# TASK ITEM:
Locate the string "PayloadTooLarge" throughout the material and copy every line in which it occurs.

# RECORDS SHOWN:

══════════════════════════════

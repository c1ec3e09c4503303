//! # Pixveil Core API
//!
//! Hides an arbitrary byte payload, a text message or a file, inside the
//! least significant bits of the RGB channels of a lossless image, and
//! recovers it later. The alpha channel is never touched.
//!
//! On the way into the image a payload is framed with a type tag by the
//! [`Envelope`], compressed through a [`CompressionStrategy`], terminated
//! with the [`sentinel::SENTINEL`] marker and written bit by bit into the
//! pixel channels. The way out mirrors it: extract bits until the sentinel
//! turns up, decompress, unframe.
//!
//! # Usage Examples
//!
//! ## Hide a message inside an image and read it back
//!
//! ```rust
//! use image::{Rgba, RgbaImage};
//! use pixveil_core::{conceal, reveal, CodecOptions, Envelope, ZlibCompression};
//!
//! let mut image = RgbaImage::from_pixel(64, 64, Rgba([120, 44, 7, 255]));
//! let compression = ZlibCompression::default();
//! let options = CodecOptions::default();
//!
//! conceal(
//!     &Envelope::text("Hello, World!"),
//!     &mut image,
//!     &compression,
//!     &options,
//! )
//! .expect("Failed to hide message in image");
//!
//! let payload = reveal(&image, &compression, &options)
//!     .expect("Failed to reveal message from image");
//! assert_eq!(payload, Envelope::text("Hello, World!"));
//! ```
//!
//! ## Work with image files on disk
//!
//! ```rust,no_run
//! pixveil_core::api::hide::prepare()
//!     .with_message("Hello, World!")
//!     .with_image("carrier-image.png")
//!     .with_output("image-with-a-message-inside.png")
//!     .execute()
//!     .expect("Failed to hide message in image");
//! ```

#![warn(clippy::redundant_else)]

use image::RgbaImage;
use log::debug;

pub mod api;
pub mod commands;
pub mod compression;
pub mod envelope;
pub mod error;
pub mod media;
pub mod result;
pub mod sentinel;

pub use crate::compression::{CompressionStrategy, NoCompression, ZlibCompression};
pub use crate::envelope::Envelope;
pub use crate::error::PixveilError;
pub use crate::media::image::capacity::max_bytes;
pub use crate::media::image::{CodecOptions, Extraction, LsbCodec};
pub use crate::result::Result;
pub use crate::sentinel::SENTINEL;

/// Embeds the payload into the carrier image in place.
///
/// The payload is framed, compressed and terminated with the sentinel before
/// any pixel is touched; a payload that does not fit fails with
/// [`PixveilError::PayloadTooLarge`] and leaves the carrier unmodified.
pub fn conceal(
    payload: &Envelope,
    image: &mut RgbaImage,
    compression: &dyn CompressionStrategy,
    options: &CodecOptions,
) -> Result<()> {
    let framed = payload.to_raw_data()?;
    let mut data = compression.compress(&framed);
    data.extend_from_slice(&SENTINEL);

    LsbCodec::embed(&data, image, options)
}

/// Recovers the payload embedded in the image.
///
/// A carrier without a sentinel does not fail: the whole extracted stream is
/// classified as a best-effort payload, which is what foreign or damaged
/// images produce.
pub fn reveal(
    image: &RgbaImage,
    compression: &dyn CompressionStrategy,
    options: &CodecOptions,
) -> Result<Envelope> {
    let extraction = LsbCodec::extract(image, options)?;
    if !extraction.terminated {
        debug!("no end marker found, treating the whole extracted stream as payload");
    }

    let data = compression.decompress(&extraction.content);
    Envelope::from_raw_data(&data)
}

#[cfg(test)]
mod e2e_tests {
    use super::*;
    use crate::test_utils::{prepare_growing_colors_image, prepare_noise_image};

    #[test]
    fn should_round_trip_text_across_dimensions() {
        let compression = NoCompression;
        let options = CodecOptions::default();

        for (width, height, text) in [
            (8u32, 8u32, "ab"),
            (16, 16, "a somewhat longer message"),
            (31, 17, "odd dimensions work too"),
            (64, 1, "one pixel row"),
        ] {
            let mut image = prepare_growing_colors_image(width, height);
            let payload = Envelope::text(text);

            conceal(&payload, &mut image, &compression, &options).unwrap();
            let revealed = reveal(&image, &compression, &options).unwrap();

            assert_eq!(revealed, payload, "round trip failed for {width}x{height}");
        }
    }

    #[test]
    fn should_round_trip_highly_compressible_text() {
        let mut image = prepare_growing_colors_image(64, 64);
        let compression = ZlibCompression::default();
        let options = CodecOptions::default();
        let payload = Envelope::text("repeat ".repeat(500));

        conceal(&payload, &mut image, &compression, &options).unwrap();

        assert_eq!(reveal(&image, &compression, &options).unwrap(), payload);
    }

    #[test]
    fn should_round_trip_an_incompressible_file() {
        let mut image = prepare_growing_colors_image(64, 64);
        let compression = ZlibCompression::default();
        let options = CodecOptions::default();
        // pseudo random content that zlib cannot shrink
        let content: Vec<u8> = (0..600u32)
            .map(|i| (i.wrapping_mul(2654435761) >> 13) as u8)
            .collect();
        let payload = Envelope::file("bin", content);

        conceal(&payload, &mut image, &compression, &options).unwrap();

        assert_eq!(reveal(&image, &compression, &options).unwrap(), payload);
    }

    #[test]
    fn should_accept_a_payload_filling_the_image_exactly() {
        // capacity of 8x8 is 24 bytes, sentinel takes 6 of them
        let mut image = prepare_growing_colors_image(8, 8);
        let options = CodecOptions::default();
        let payload = Envelope::Binary(vec![0x80; 18]);

        conceal(&payload, &mut image, &NoCompression, &options).unwrap();

        assert_eq!(reveal(&image, &NoCompression, &options).unwrap(), payload);
    }

    #[test]
    fn should_reject_a_payload_one_byte_over_capacity_and_keep_the_image() {
        let original = prepare_growing_colors_image(8, 8);
        let mut image = original.clone();
        let options = CodecOptions::default();
        let payload = Envelope::Binary(vec![0x80; 19]);

        let result = conceal(&payload, &mut image, &NoCompression, &options);

        match result {
            Err(PixveilError::PayloadTooLarge {
                size: 25,
                capacity: 24,
            }) => (),
            other => panic!("expected PayloadTooLarge, got {other:?}"),
        }
        assert_eq!(original, image, "carrier must stay untouched");
    }

    #[test]
    fn should_keep_the_alpha_channel_bit_for_bit() {
        let original = prepare_noise_image(32, 32, 7);
        let mut image = original.clone();
        let payload = Envelope::text("alpha must survive");

        conceal(
            &payload,
            &mut image,
            &ZlibCompression::default(),
            &CodecOptions::default(),
        )
        .unwrap();

        for (before, after) in original.pixels().zip(image.pixels()) {
            assert_eq!(before.0[3], after.0[3], "alpha channel was modified");
        }
    }

    #[test]
    fn should_classify_a_foreign_noise_image_as_binary() {
        // never produced by the embedder, carries no sentinel
        let image = prepare_noise_image(16, 16, 42);
        let options = CodecOptions::default();

        let payload = reveal(&image, &ZlibCompression::default(), &options).unwrap();

        match payload {
            Envelope::Binary(content) => {
                // 16 * 16 * 3 bits aligned up to whole bytes
                assert_eq!(content.len(), 96);
            }
            other => panic!("expected a Binary classification, got {other:?}"),
        }
    }

    #[test]
    fn should_round_trip_with_a_deeper_bit_plane() {
        let mut image = prepare_growing_colors_image(32, 32);
        let options = CodecOptions { bits_per_channel: 2 };
        let payload = Envelope::text("two bits at a time");

        conceal(&payload, &mut image, &NoCompression, &options).unwrap();

        assert_eq!(reveal(&image, &NoCompression, &options).unwrap(), payload);
    }
}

══════════════════════════════

# TASK RESPONSE:
/// [`PixveilError::PayloadTooLarge`] and leaves the carrier unmodified.
            Err(PixveilError::PayloadTooLarge {
            other => panic!("expected PayloadTooLarge, got {other:?}"),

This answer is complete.